A part of me also wondered if she was looking for signs that I was bluffing, that I would make excuses, that I… I honestly didn’t know.
She set her purse on a low shelf nearby. “No time like the present.”
“You said you couldn’t stay long. Hale…”
“I’ll deal with Hale. Stop stalling.”
“I’m not. I… You pick one. I don’t care.”
She didn’t seem convinced, but walked among the cars, stopping at the one furthest away.
“Why that one?”
My feet dragged, shuffled as my body started to rebel against me. I didn’t want to do this. None of it. If my father had walked in the door right then, I’d have told him to find someone else, that I couldn’t do it, that I quit.
“Because there’s nothing on the driver’s side the way there is with the other two. This one gives you a lot more room to get in and out of.”
She was calm as she talked, as she explained her choice, and I wanted to ask her to just keep talking, to talk and talk and talk. It calmed me, the sound of her voice. And I didn’t fucking understand it. I didn’t fucking like that she had a hold over me in a way I didn’t expect and couldn’t explain away.
“Can you open the door for me?”
“Seriously?”
“I…” I showed her my trembling hand.
“Yes. Yes, of course.”
She pulled the handle so easily with steady fingers. I wanted that back. I wanted all of it back.

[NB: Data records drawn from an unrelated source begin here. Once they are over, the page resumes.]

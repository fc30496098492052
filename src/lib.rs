pub mod cli;
pub mod config;
pub mod context;
pub mod core;
pub mod models;
pub mod plugins;
pub mod telemetry;
pub mod utils;

// Re-export commonly used types
pub use config::AppConfig;
pub use context::AppContext;
pub use utils::error::{AppError, Result};
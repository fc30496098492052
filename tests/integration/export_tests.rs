use super::*;
use price_tracker::core::export::ExportDocument;

#[tokio::test]
async fn test_export_reproduces_store_exactly() -> anyhow::Result<()> {
    let env = create_test_env().await?;
    let history = env.ctx.history();
    let a = add_product(&env, "/a", Some("9.99")).await?;
    let b = add_product(&env, "/b", None).await?;
    add_product(&env, "/never-checked", None).await?;

    for (product, price) in [(&a, "12.340"), (&b, "0.01"), (&a, "1234567.8901"), (&a, "12.34")] {
        history.append(&product.id, dec(price)).await?;
    }

    let path = env.dir.path().join("export.json");
    ExportDocument::collect(&env.ctx.product_manager).await?.save(&path)?;

    let json = std::fs::read_to_string(&path)?;
    let document = ExportDocument::from_json(&json)?;

    let products = env.ctx.product_manager.list_products().await?;
    assert_eq!(document.products.len(), products.len());
    for (exported, stored) in document.products.iter().zip(&products) {
        assert_eq!(&exported.product, stored);
        assert_eq!(exported.observations, history.list(&stored.id).await?);
    }
    assert_eq!(document.observation_count(), 4);

    // Prices keep their exact text
    let raw: serde_json::Value = serde_json::from_str(&json)?;
    assert_eq!(raw["products"][0]["observations"][0]["price"], "12.340");
    assert_eq!(raw["products"][0]["observations"][1]["price"], "1234567.8901");
    Ok(())
}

I maneuvered around until I was standing there, so close that all I had to do was bend my knees, and turn my body, then slide into the seat the way I’d done a million times before. Only this time it was different. I was different.
I stared into the confines of the car. Helen stood calmly by my side and let me take my time, working up the courage to get in.

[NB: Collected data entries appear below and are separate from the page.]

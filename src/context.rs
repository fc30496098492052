use std::path::Path;
use std::sync::Arc;

use crate::config::AppConfig;
use crate::core::alerts::{AlertEvaluator, AlertSettings};
use crate::core::database::Database;
use crate::core::history::HistoryStore;
use crate::core::product_manager::ProductManager;
use crate::core::scheduler::ProductScheduler;
use crate::core::scraper::WebScraper;
use crate::plugins::PluginManager;
use crate::utils::error::Result;

/// Everything a command needs, built once from configuration.
pub struct AppContext {
    pub config: AppConfig,
    pub database: Database,
    pub product_manager: Arc<ProductManager>,
}

impl AppContext {
    pub async fn new(config: AppConfig) -> Result<Self> {
        let database = Database::open(&config.database).await?;
        let scraper = WebScraper::new(&config.scraper)?;
        Self::assemble(config, database, scraper).await
    }

    /// Wires the components around an open database and a scraper.
    pub async fn assemble(config: AppConfig, database: Database, scraper: WebScraper) -> Result<Self> {
        let notifiers = PluginManager::from_config(&config.notifications).await?;
        let pool = database.pool().clone();

        let alerts = AlertEvaluator::new(
            pool.clone(),
            notifiers,
            AlertSettings::from(&config.notifications),
        );
        let product_manager = Arc::new(ProductManager::new(
            pool.clone(),
            scraper,
            HistoryStore::new(pool),
            alerts,
            config.clone(),
        ));

        Ok(Self {
            config,
            database,
            product_manager,
        })
    }

    pub fn history(&self) -> &HistoryStore {
        self.product_manager.history()
    }

    pub async fn scheduler(&self) -> anyhow::Result<ProductScheduler> {
        ProductScheduler::new(Arc::clone(&self.product_manager), self.config.scheduler.clone()).await
    }

    /// Replaces the store with `backup` and rebuilds the context on the
    /// reopened file.
    pub async fn restore(self, backup: &Path) -> Result<Self> {
        let AppContext {
            config,
            database,
            product_manager,
        } = self;
        drop(product_manager);

        let database = database.restore(backup).await?;
        let scraper = WebScraper::new(&config.scraper)?;
        Self::assemble(config, database, scraper).await
    }

    pub async fn close(&self) {
        self.database.close().await;
    }
}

The longer I stood there, the more I trembled and the harder it all seemed.
And that’s not the way I was with anything in my life. I wasn’t a coward. I wasn’t sheepish or a wallflower. If I wanted something, I reached out and grabbed it. I reached out and took it with both hands and a triumphant smile.
I could do this.
I could fucking do this.
One leg in, then the other, and I was behind the steering wheel. I could barely breathe. Were the walls of the car closing in? Was it real?
I was terrified to touch the wheel with its buttons and knobs and bright colors. I was terrified to do more than sit there.
“I hate this,” I ground out. “I fucking hate it.”
Helen knelt beside me, laid her hand on my arm “I’m right here, Ash. You’re not alone.”
I wasn’t alone, no. But I was weak. I was weak in that moment and knew that it wouldn’t be the last time. I didn’t know how I was going to get through it, any of it.
She applied a little pressure and I looked down. She had long, elegant fingers. Why hadn’t I realized that before? Why hadn’t I really noticed her, the woman she was, the girl she used to be? Why did it take the crash to make me realize there was a part of me that wanted to kiss her?